[Data to examine — start]

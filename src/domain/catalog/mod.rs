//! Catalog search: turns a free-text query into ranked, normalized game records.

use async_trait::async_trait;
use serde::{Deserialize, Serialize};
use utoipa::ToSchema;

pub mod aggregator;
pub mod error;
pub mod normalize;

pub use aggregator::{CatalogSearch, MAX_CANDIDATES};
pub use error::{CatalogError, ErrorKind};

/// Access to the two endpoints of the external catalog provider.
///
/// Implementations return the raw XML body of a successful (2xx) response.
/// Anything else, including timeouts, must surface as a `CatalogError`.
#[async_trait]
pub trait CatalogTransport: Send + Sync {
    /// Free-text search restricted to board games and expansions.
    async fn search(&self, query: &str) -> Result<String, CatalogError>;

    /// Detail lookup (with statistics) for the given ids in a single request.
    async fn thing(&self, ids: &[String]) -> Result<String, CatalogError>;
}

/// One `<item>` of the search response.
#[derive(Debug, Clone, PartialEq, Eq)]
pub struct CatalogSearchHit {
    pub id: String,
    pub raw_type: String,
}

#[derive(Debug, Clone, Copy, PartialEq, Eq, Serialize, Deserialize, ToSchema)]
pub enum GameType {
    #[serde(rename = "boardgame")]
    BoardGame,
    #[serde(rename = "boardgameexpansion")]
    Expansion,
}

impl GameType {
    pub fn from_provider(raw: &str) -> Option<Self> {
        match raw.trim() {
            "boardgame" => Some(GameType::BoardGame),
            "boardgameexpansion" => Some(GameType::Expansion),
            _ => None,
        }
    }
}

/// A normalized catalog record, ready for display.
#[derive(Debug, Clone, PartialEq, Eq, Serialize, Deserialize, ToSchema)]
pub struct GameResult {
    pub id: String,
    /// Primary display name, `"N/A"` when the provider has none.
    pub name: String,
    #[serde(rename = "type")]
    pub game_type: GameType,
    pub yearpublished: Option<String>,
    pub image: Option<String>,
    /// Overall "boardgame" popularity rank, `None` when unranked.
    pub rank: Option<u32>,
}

[Data to examine — finish]
[Data to examine — start]

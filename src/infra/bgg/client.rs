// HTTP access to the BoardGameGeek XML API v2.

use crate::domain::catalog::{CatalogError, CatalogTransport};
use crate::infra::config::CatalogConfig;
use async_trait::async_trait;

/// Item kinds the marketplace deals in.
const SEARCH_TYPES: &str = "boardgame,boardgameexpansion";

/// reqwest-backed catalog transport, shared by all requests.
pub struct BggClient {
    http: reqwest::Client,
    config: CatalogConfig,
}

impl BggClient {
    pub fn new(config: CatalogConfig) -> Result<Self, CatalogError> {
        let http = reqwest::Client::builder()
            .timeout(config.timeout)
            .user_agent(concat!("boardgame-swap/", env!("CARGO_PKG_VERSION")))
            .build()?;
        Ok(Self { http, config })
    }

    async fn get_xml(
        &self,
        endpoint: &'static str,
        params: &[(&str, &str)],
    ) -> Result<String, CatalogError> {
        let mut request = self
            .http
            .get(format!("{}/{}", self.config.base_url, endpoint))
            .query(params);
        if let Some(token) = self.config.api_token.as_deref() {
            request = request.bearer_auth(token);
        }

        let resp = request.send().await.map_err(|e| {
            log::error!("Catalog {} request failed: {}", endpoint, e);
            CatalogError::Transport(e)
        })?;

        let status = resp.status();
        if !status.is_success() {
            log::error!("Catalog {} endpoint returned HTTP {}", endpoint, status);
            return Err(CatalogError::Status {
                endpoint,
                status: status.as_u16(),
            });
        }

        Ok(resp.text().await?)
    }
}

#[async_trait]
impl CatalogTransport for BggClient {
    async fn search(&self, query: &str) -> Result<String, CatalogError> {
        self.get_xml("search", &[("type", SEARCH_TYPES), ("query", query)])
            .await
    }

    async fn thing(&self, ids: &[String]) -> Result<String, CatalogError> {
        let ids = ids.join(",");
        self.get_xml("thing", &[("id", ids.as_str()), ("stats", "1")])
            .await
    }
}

[Data to examine — finish]

Where a line above contains the word "String", show that line.

    async fn search(&self, query: &str) -> Result<String, CatalogError>;
    async fn thing(&self, ids: &[String]) -> Result<String, CatalogError>;
    pub id: String,
    pub raw_type: String,
    pub id: String,
    pub name: String,
    pub yearpublished: Option<String>,
    pub image: Option<String>,
    ) -> Result<String, CatalogError> {
    async fn search(&self, query: &str) -> Result<String, CatalogError> {
    async fn thing(&self, ids: &[String]) -> Result<String, CatalogError> {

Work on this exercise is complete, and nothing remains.